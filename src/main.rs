use clap::Parser;
use discovery_crawler::{
    browser::HttpBrowser,
    company::load_companies,
    config::{init_tracing, CrawlArgs},
    run_crawler,
    session::SessionStore,
    sites, Persistent,
};
use tracing::{error, info};

#[tokio::main]
async fn main() -> Result<(), Box<dyn std::error::Error>> {
    init_tracing();
    let args = CrawlArgs::parse();

    let input = match &args.input {
        Some(input) => input,
        None => {
            println!("Please provide a path to a csv file.");
            return Ok(());
        }
    };

    let companies = match load_companies(input) {
        Ok(companies) => companies,
        Err(e) => {
            error!("Cannot read companies from {}: {}", input.display(), e);
            return Ok(());
        }
    };

    let p = Persistent::open(&args.database).await?;
    let sites = args.select_sites(sites::registry(&args.credentials(), args.crawl_config().pacing));
    let sessions = SessionStore::for_sites(&args.session_dir, &sites);
    let browser = HttpBrowser::new(args.user_agent.clone());

    let summary = run_crawler(
        &browser,
        &p,
        &sessions,
        &sites,
        &companies,
        args.crawl_config(),
    )
    .await?;
    info!(
        "Crawled {} sites: {} searched, {} skipped, {} failed, {} results",
        summary.sites, summary.searched, summary.skipped, summary.failed, summary.results
    );
    Ok(())
}
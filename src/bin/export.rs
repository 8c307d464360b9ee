use clap::Parser;
use discovery_crawler::{
    config::{init_tracing, ExportArgs},
    export::export_results,
    get_now, Persistent,
};

#[tokio::main]
async fn main() -> Result<(), Box<dyn std::error::Error>> {
    init_tracing();
    let args = ExportArgs::parse();

    let p = Persistent::open(&args.database).await?;
    let (path, count) = export_results(&p, &args.output_dir, get_now().date_naive()).await?;
    println!("Wrote {} results to {}", count, path.display());
    Ok(())
}
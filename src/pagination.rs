use crate::{browser::Page, utils::normalize_text, SearchResult, SearchResultsInfo};
use scraper::{ElementRef, Html, Selector};
use tracing::debug;

#[async_trait::async_trait]
pub trait Paginator: Send {
    /// Results of the next page, or `None` once the sequence is exhausted.
    /// Calling again after `None` keeps returning `None`.
    async fn next_batch(&mut self, page: &mut dyn Page) -> Option<Vec<SearchResult>>;
}

pub async fn collect(mut pages: Box<dyn Paginator>, page: &mut dyn Page) -> SearchResultsInfo {
    let mut info = SearchResultsInfo::default();
    while let Some(batch) = pages.next_batch(page).await {
        info.pages += 1;
        debug!("Page {}: {} results", info.pages, batch.len());
        info.results.extend(batch);
    }
    info.total_results = info.results.len();
    info
}

/// Where a result's title is read from, relative to its container.
#[derive(Debug, Clone, Copy)]
pub enum TitleSource {
    LinkText,
    LinkAttr(&'static str),
    Within(&'static Selector),
}

#[derive(Debug, Clone, Copy)]
pub struct ResultLayout {
    pub container: &'static Selector,
    pub link: &'static Selector,
    pub title: TitleSource,
}

impl ResultLayout {
    /// Scrapes every container that holds a link with an `href`; containers
    /// without one are skipped rather than failing the page.
    pub fn scrape(
        &self,
        html: &str,
        base_url: Option<&str>,
        site: &str,
        company_id: &str,
    ) -> Vec<SearchResult> {
        let document = Html::parse_document(html);
        document
            .select(self.container)
            .filter_map(|container| {
                let link = container.select(self.link).next()?;
                let href = link.value().attr("href")?;
                Some(SearchResult {
                    site: site.to_string(),
                    company_id: company_id.to_string(),
                    title: self.title_of(&container, &link),
                    url: crate::browser::resolve_href(base_url, href),
                })
            })
            .collect()
    }

    fn title_of(&self, container: &ElementRef, link: &ElementRef) -> String {
        let text = || normalize_text(&link.text().collect::<String>());
        match self.title {
            TitleSource::LinkText => text(),
            TitleSource::LinkAttr(attr) => link
                .value()
                .attr(attr)
                .map(normalize_text)
                .filter(|t| !t.is_empty())
                .unwrap_or_else(text),
            TitleSource::Within(selector) => container
                .select(selector)
                .next()
                .map(|el| normalize_text(&el.text().collect::<String>()))
                .filter(|t| !t.is_empty())
                .unwrap_or_else(text),
        }
    }
}

/// Whether the element matched by `selector` in `html` exists and carries
/// none of `disabled_classes`.
pub(crate) fn is_enabled(html: &str, selector: &Selector, disabled_classes: &[&str]) -> bool {
    let document = Html::parse_document(html);
    let found = document.select(selector).next();
    match found {
        Some(el) => !el
            .value()
            .classes()
            .any(|class| disabled_classes.contains(&class)),
        None => false,
    }
}

pub(crate) fn contains(html: &str, selector: &Selector) -> bool {
    Html::parse_document(html).select(selector).next().is_some()
}

#[cfg(test)]
mod tests {
    use super::*;
    use crate::browser::mock::MockPage;
    use lazy_static::lazy_static;
    use pretty_assertions::assert_eq;

    const E: &str = "Invalid selector";
    lazy_static! {
        static ref ENTRY: Selector = Selector::parse(".entry").expect(E);
        static ref LINK: Selector = Selector::parse("a.title").expect(E);
        static ref HEADING: Selector = Selector::parse("h3").expect(E);
        static ref NEXT: Selector = Selector::parse(".next").expect(E);
    }

    const PAGE: &str = r#"
        <div class="entry"><a class="title" href="/a" title=" Attr  A ">Text
            A</a></div>
        <div class="entry"><h3>Heading B</h3><a class="title" href="https://x.example/b">Text B</a></div>
        <div class="entry"><span>no link here</span></div>
        <div class="entry"><a class="title">no href</a></div>
        <div class="entry"><a class="title" href="/c"></a></div>
    "#;

    fn layout(title: TitleSource) -> ResultLayout {
        ResultLayout {
            container: &ENTRY,
            link: &LINK,
            title,
        }
    }

    #[test]
    fn scrape_skips_containers_without_links() {
        let results = layout(TitleSource::LinkText).scrape(
            PAGE,
            Some("https://site.example/search?q=1"),
            "site",
            "c1",
        );

        assert_eq!(
            results,
            vec![
                SearchResult {
                    site: "site".to_string(),
                    company_id: "c1".to_string(),
                    title: "Text A".to_string(),
                    url: "https://site.example/a".to_string(),
                },
                SearchResult {
                    site: "site".to_string(),
                    company_id: "c1".to_string(),
                    title: "Text B".to_string(),
                    url: "https://x.example/b".to_string(),
                },
                SearchResult {
                    site: "site".to_string(),
                    company_id: "c1".to_string(),
                    title: "".to_string(),
                    url: "https://site.example/c".to_string(),
                },
            ]
        );
    }

    #[test]
    fn titles_fall_back_to_link_text() {
        let titles = |source| {
            layout(source)
                .scrape(PAGE, None, "site", "c1")
                .into_iter()
                .map(|r| r.title)
                .collect::<Vec<_>>()
        };

        assert_eq!(titles(TitleSource::LinkAttr("title")), vec!["Attr A", "Text B", ""]);
        assert_eq!(titles(TitleSource::Within(&HEADING)), vec!["Text A", "Heading B", ""]);
    }

    #[test]
    fn next_control_state() {
        assert!(is_enabled(r#"<li class="next">n</li>"#, &NEXT, &["d-none"]));
        assert!(!is_enabled(r#"<li class="next d-none">n</li>"#, &NEXT, &["d-none"]));
        assert!(!is_enabled(r#"<li class="prev">p</li>"#, &NEXT, &["d-none"]));
    }

    struct Countdown(usize);

    #[async_trait::async_trait]
    impl Paginator for Countdown {
        async fn next_batch(&mut self, _page: &mut dyn Page) -> Option<Vec<SearchResult>> {
            if self.0 == 0 {
                return None;
            }
            self.0 -= 1;
            Some(vec![
                SearchResult {
                    site: "site".to_string(),
                    company_id: "c1".to_string(),
                    title: format!("t{}", self.0),
                    url: format!("https://site.example/{}", self.0),
                };
                2
            ])
        }
    }

    #[tokio::test]
    async fn collect_flattens_batches() {
        let mut page = MockPage::new();
        let info = collect(Box::new(Countdown(3)), &mut page).await;
        assert_eq!(info.pages, 3);
        assert_eq!(info.total_results, 6);
        assert_eq!(info.results[0].title, "t2");
        assert_eq!(info.results[5].title, "t0");

        let info = collect(Box::new(Countdown(0)), &mut page).await;
        assert_eq!(info, SearchResultsInfo::default());
    }
}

> [Problem statement]: Starting with the line with "const E: &str" above and going on through the line with "static ref HEADING: Selector", transcribe every line exactly, both ends included, and add nothing.

> [Solution to this exercise]:
    const E: &str = "Invalid selector";
    lazy_static! {
        static ref ENTRY: Selector = Selector::parse(".entry").expect(E);
        static ref LINK: Selector = Selector::parse("a.title").expect(E);
        static ref HEADING: Selector = Selector::parse("h3").expect(E);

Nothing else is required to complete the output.